How was your experience building one of the very first word2matrix embedding solutions?
In the early 1980s, I managed a company with many students who wanted to learn a language. I had a choice. Increase the number of teachers or automate vast portions of the process. I decided to go for automation. Any intelligent system requires calculations. I found that converting words and word pieces into numbers was far more efficient than directly analyzing the words.
I thus create a word2vector system, patented it in 1982, wrote a textbook, and implemented it in our company. Students began to take specific courses independently in our lab without a teacher. I then went further in the next few years, writing one of the first Cognitive NLP Chatbots with was successfully implemented for an industrial amount of students.
Being the author of three cutting-edge AI solutions, what is your take on the shrinkage of job opportunities due to AI?
Automation began centuries ago with water mills, windmills, textile machines, locomotives, and more recently, motorized personal vehicles in the early 20th century. Tractors replaced millions of jobs in the fields.
Services are no exception. In the 1950s, hundreds of thousands of tellers, actual humans, worked in banks around the world. Today everybody goes to an ATM. ATM stands for Automated Teller Machine(ATM). “Automated teller,” says it all. A person performing a service was automated.
Software is the automation of human tasks from the beginning, from accounting to stock market management and thousands of tasks.
Artificial intelligence is simply a recent form of automation, just like all other automation. AI cannot replace traditional mathematics in physics. The calculation of differential equations driving rockets and satellites requires classical software precision, not artificial intelligence.
AI is only a component of automation, like when cars replaced horses and all of the jobs that went with horse-driven transportation.
AI will not replace everything because AI is useless in many fields. AI consultants will always be necessary to implement AI.
Why has Python become the most suitable language for natural language processing?
It’s important not to confuse the concepts of “most used” and “most suitable.” Python is a great intuitive language to learn AI and NLP. But it’s not a prerequisite. Python is easy to use and run, making it the shortest path, at this point, to take to learn AI.
But do not be mistaken. C++ skills will also be required in large real-life projects, for example.
My advice. Learn AI with Python at full speed.
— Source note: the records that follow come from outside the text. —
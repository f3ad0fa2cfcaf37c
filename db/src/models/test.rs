use chrono::{DateTime, Utc};
use sea_orm::entity::prelude::*;
use sea_orm::{ActiveModelTrait, Set};
use serde::{Deserialize, Serialize};
use strum::EnumIter;

/// One gradable criterion within a test, with its maximum point value.
#[derive(Clone, Debug, PartialEq, Serialize, Deserialize)]
pub struct Notation {
    pub name: String,
    pub max_points: f64,
}

/// Test model representing the `tests` table.
///
/// `weight` is the test's contribution fraction within its subject, 0 to 1.
/// The per-subject sum across non-deleted tests must not exceed 1; that is
/// enforced at write time by `services`, never re-checked by the transcript
/// engine. `criteria` holds the flat-form pass/fail document as raw JSON.
#[derive(Clone, Debug, PartialEq, DeriveEntityModel, Serialize, Deserialize)]
#[sea_orm(table_name = "tests")]
pub struct Model {
    #[sea_orm(primary_key)]
    pub id: i64,
    pub subject_id: i64,
    pub name: String,
    pub weight: f64,
    pub notations: Json,
    pub criteria: Json,
    pub deleted: bool,
    pub created_at: DateTime<Utc>,
    pub updated_at: DateTime<Utc>,
}

#[derive(Copy, Clone, Debug, EnumIter, DeriveRelation)]
pub enum Relation {
    #[sea_orm(
        belongs_to = "super::subject::Entity",
        from = "Column::SubjectId",
        to = "super::subject::Column::Id"
    )]
    Subject,
    #[sea_orm(has_many = "super::student_test_result::Entity")]
    StudentTestResult,
}

impl Related<super::subject::Entity> for Entity {
    fn to() -> RelationDef {
        Relation::Subject.def()
    }
}

impl Related<super::student_test_result::Entity> for Entity {
    fn to() -> RelationDef {
        Relation::StudentTestResult.def()
    }
}

impl ActiveModelBehavior for ActiveModel {}

impl Model {
    pub async fn create(
        db: &DatabaseConnection,
        subject_id: i64,
        name: &str,
        weight: f64,
        notations: &[Notation],
        criteria: Json,
    ) -> Result<Self, DbErr> {
        let now = Utc::now();
        let notations = serde_json::to_value(notations)
            .map_err(|e| DbErr::Custom(format!("Failed to serialize notations: {e}")))?;
        let active = ActiveModel {
            subject_id: Set(subject_id),
            name: Set(name.to_string()),
            weight: Set(weight),
            notations: Set(notations),
            criteria: Set(criteria),
            deleted: Set(false),
            created_at: Set(now),
            updated_at: Set(now),
            ..Default::default()
        };
        active.insert(db).await
    }

    pub async fn get_by_id(db: &DatabaseConnection, id: i64) -> Result<Option<Self>, DbErr> {
        Entity::find_by_id(id).one(db).await
    }

    /// Batched lookup: all non-deleted tests whose id is in `ids`, one query.
    pub async fn get_by_ids(db: &DatabaseConnection, ids: &[i64]) -> Result<Vec<Self>, DbErr> {
        if ids.is_empty() {
            return Ok(Vec::new());
        }
        Entity::find()
            .filter(Column::Id.is_in(ids.iter().copied()))
            .filter(Column::Deleted.eq(false))
            .all(db)
            .await
    }

    /// Get all non-deleted tests for a subject.
    pub async fn get_by_subject_id(
        db: &DatabaseConnection,
        subject_id: i64,
    ) -> Result<Vec<Self>, DbErr> {
        Entity::find()
            .filter(Column::SubjectId.eq(subject_id))
            .filter(Column::Deleted.eq(false))
            .all(db)
            .await
    }

    /// The test's notation list, parsed from its JSON column.
    pub fn notation_list(&self) -> Result<Vec<Notation>, serde_json::Error> {
        serde_json::from_value(self.notations.clone())
    }
}

#[cfg(test)]
mod tests {
    use super::*;
    use crate::models::{block, school, subject};
    use crate::test_utils::setup_test_db;
    use sea_orm::{IntoActiveModel, Set};
    use serde_json::json;

    async fn seed_subject(db: &DatabaseConnection) -> i64 {
        let school = school::Model::create(db, "School", "SC").await.unwrap();
        let blk = block::Model::create(db, school.id, "Year 1").await.unwrap();
        subject::Model::create(db, blk.id, "Maths", 1.0, json!([]))
            .await
            .unwrap()
            .id
    }

    /// One query serves any id set; deleted tests and unknown ids are absent.
    #[tokio::test]
    async fn test_get_by_ids_batched() {
        let db = setup_test_db().await;
        let subject_id = seed_subject(&db).await;

        let a = Model::create(&db, subject_id, "A", 0.3, &[], json!({})).await.unwrap();
        let b = Model::create(&db, subject_id, "B", 0.3, &[], json!({})).await.unwrap();
        let c = Model::create(&db, subject_id, "C", 0.3, &[], json!({})).await.unwrap();

        let mut active = c.clone().into_active_model();
        active.deleted = Set(true);
        active.update(&db).await.unwrap();

        let found = Model::get_by_ids(&db, &[a.id, b.id, c.id, 9999]).await.unwrap();
        let mut ids: Vec<i64> = found.iter().map(|t| t.id).collect();
        ids.sort();
        assert_eq!(ids, vec![a.id, b.id]);

        assert!(Model::get_by_ids(&db, &[]).await.unwrap().is_empty());
    }
}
Do some implementations with Python. But learn other languages such as C++, Java, and more. Real-life pipelines require classical processes and algorithms, not only AI. In some projects, C++ will boost performances, for example.
Tell us about your book, Transformers for Natural Language Processing. What trajectory does your book follow to help its readers master transformers?
Reading my book on transformers will help you save weeks and maybe months of effort trying to understand how they work by watching videos and reading blogs.
The reader will begin by learning the original Transformer in depth. Once the transformer’s building blocks are mastered, the reader will learn how to train and fine-tune a transformer. The reader will then build and run the main transformer models such as BERT, RoBERTa, GPT-2, T5, and more. The models will be applied to NLP tasks such as document summarization, Q&As, semantic analysis, and a wide range of NLP tasks. The book contains a method to analyze fake news with transformers.
The book also goes beyond the architecture of transformers and into the world of usage. You will learn how to build, train, fine-tune, and implement transformers.